--- Records ---

//! `NrkClient` - request executor for the NRK content-catalog API.

use anyhow::Context;
use reqwest::Client;
use serde::de::DeserializeOwned;
use serde_json::Value;
use tracing::instrument;
use url::Url;

use crate::error::{DEFAULT_NOT_FOUND_MESSAGE, NrkError, Result};
use crate::query::{QueryOptions, serialize_query};

/// Default base URL of the NRK content-catalog API.
pub const DEFAULT_BASE_URL: &str = "https://psapi.nrk.no";

/// Builds the full request URL: `url?query`.
///
/// The `?` is always appended, even when the query is empty.
#[must_use]
pub fn build_request_url(url: &str, options: Option<&QueryOptions>) -> String {
    format!("{url}?{}", serialize_query(options))
}

/// NRK content-catalog API client.
///
/// Holds no per-request state; concurrent calls share only the underlying
/// connection pool.
#[derive(Debug, Clone)]
#[allow(clippy::module_name_repetitions)]
pub struct NrkClient {
    /// HTTP client.
    http_client: Client,
    /// Base URL that endpoint paths are appended to.
    base_url: Url,
}

/// Builder for `NrkClient`.
#[derive(Debug)]
#[allow(clippy::module_name_repetitions)]
pub struct NrkClientBuilder {
    base_url: Option<Url>,
    user_agent: Option<String>,
}

impl NrkClientBuilder {
    /// Creates a new builder.
    const fn new() -> Self {
        Self {
            base_url: None,
            user_agent: None,
        }
    }

    /// Overrides the base URL (for wiremock in tests).
    #[must_use]
    pub fn base_url(mut self, url: Url) -> Self {
        self.base_url = Some(url);
        self
    }

    /// Sets the User-Agent (required).
    #[must_use]
    pub fn user_agent(mut self, ua: impl Into<String>) -> Self {
        self.user_agent = Some(ua.into());
        self
    }

    /// Builds the client.
    ///
    /// # Errors
    ///
    /// - `user_agent` is not set.
    /// - `reqwest::Client` build fails.
    pub fn build(self) -> anyhow::Result<NrkClient> {
        let user_agent = self.user_agent.context("user_agent is required")?;

        let base_url = match self.base_url {
            Some(url) => url,
            None => Url::parse(DEFAULT_BASE_URL).context("invalid default base URL")?,
        };

        let http_client = Client::builder()
            .user_agent(&user_agent)
            .gzip(true)
            .build()
            .context("failed to build HTTP client")?;

        Ok(NrkClient {
            http_client,
            base_url,
        })
    }
}

impl NrkClient {
    /// Creates a new builder.
    #[must_use]
    pub const fn builder() -> NrkClientBuilder {
        NrkClientBuilder::new()
    }

    /// Returns the base URL.
    #[must_use]
    pub const fn base_url(&self) -> &Url {
        &self.base_url
    }

    /// Joins an endpoint path (starting with `/`) onto the base URL.
    #[must_use]
    pub fn endpoint(&self, path: &str) -> String {
        format!("{}{path}", self.base_url.as_str().trim_end_matches('/'))
    }

    /// Sends a GET to `url?query` and returns the body as an opaque value.
    ///
    /// A JSON body is returned parsed. An empty body yields `Value::Null` and
    /// any other body is returned as `Value::String`. A 404 carries the
    /// default message, `"Tv Page doesn't exist"`.
    ///
    /// # Errors
    ///
    /// - [`NrkError::NotFound`], [`NrkError::RateLimited`],
    ///   [`NrkError::AgeRestricted`] for 404, 429 and 403.
    /// - [`NrkError::Transport`] for any other error status or network failure.
    /// - [`NrkError::InvalidUrl`] if `url` does not parse.
    pub async fn request(&self, url: &str, options: Option<&QueryOptions>) -> Result<Value> {
        self.request_with_not_found(url, options, DEFAULT_NOT_FOUND_MESSAGE)
            .await
    }

    /// Like [`NrkClient::request`], with a call-site specific 404 message.
    ///
    /// # Errors
    ///
    /// Same as [`NrkClient::request`].
    pub async fn request_with_not_found(
        &self,
        url: &str,
        options: Option<&QueryOptions>,
        not_found_message: &str,
    ) -> Result<Value> {
        let body = self.fetch_body(url, options, not_found_message).await?;
        Ok(body_to_value(body))
    }

    /// Sends a GET to `url?query` and decodes the body into `T`.
    ///
    /// # Errors
    ///
    /// Same as [`NrkClient::request`], plus [`NrkError::Decode`] if the body
    /// does not deserialize into `T`.
    pub async fn request_json<T: DeserializeOwned>(
        &self,
        url: &str,
        options: Option<&QueryOptions>,
        not_found_message: &str,
    ) -> Result<T> {
        let body = self.fetch_body(url, options, not_found_message).await?;
        Ok(serde_json::from_str(&body)?)
    }

    /// Sends the GET, maps error statuses and returns the raw 2xx body.
    #[instrument(skip_all)]
    async fn fetch_body(
        &self,
        url: &str,
        options: Option<&QueryOptions>,
        not_found_message: &str,
    ) -> Result<String> {
        let request_url = Url::parse(&build_request_url(url, options))?;

        tracing::debug!(url = %request_url, "NRK API request");

        let response = self.http_client.get(request_url).send().await?;
        let status = response.status();

        tracing::debug!(%status, "NRK API response");

        if let Some(err) = NrkError::from_status(status, not_found_message) {
            return Err(err);
        }
        let response = response.error_for_status()?;

        Ok(response.text().await?)
    }
}

/// Parses a body as JSON, falling back to `Null` (empty) or a plain string.
fn body_to_value(body: String) -> Value {
    if body.trim().is_empty() {
        return Value::Null;
    }
    serde_json::from_str(&body).unwrap_or(Value::String(body))
}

---

» Exercise requirements: Everything from the first line of the records through the line holding "are appended to." is to be transcribed exactly; leave out all other lines.

» Your response:
//! `NrkClient` - request executor for the NRK content-catalog API.

use anyhow::Context;
use reqwest::Client;
use serde::de::DeserializeOwned;
use serde_json::Value;
use tracing::instrument;
use url::Url;

use crate::error::{DEFAULT_NOT_FOUND_MESSAGE, NrkError, Result};
use crate::query::{QueryOptions, serialize_query};

/// Default base URL of the NRK content-catalog API.
pub const DEFAULT_BASE_URL: &str = "https://psapi.nrk.no";

/// Builds the full request URL: `url?query`.
///
/// The `?` is always appended, even when the query is empty.
#[must_use]
pub fn build_request_url(url: &str, options: Option<&QueryOptions>) -> String {
    format!("{url}?{}", serialize_query(options))
}

/// NRK content-catalog API client.
///
/// Holds no per-request state; concurrent calls share only the underlying
/// connection pool.
#[derive(Debug, Clone)]
#[allow(clippy::module_name_repetitions)]
pub struct NrkClient {
    /// HTTP client.
    http_client: Client,
    /// Base URL that endpoint paths are appended to.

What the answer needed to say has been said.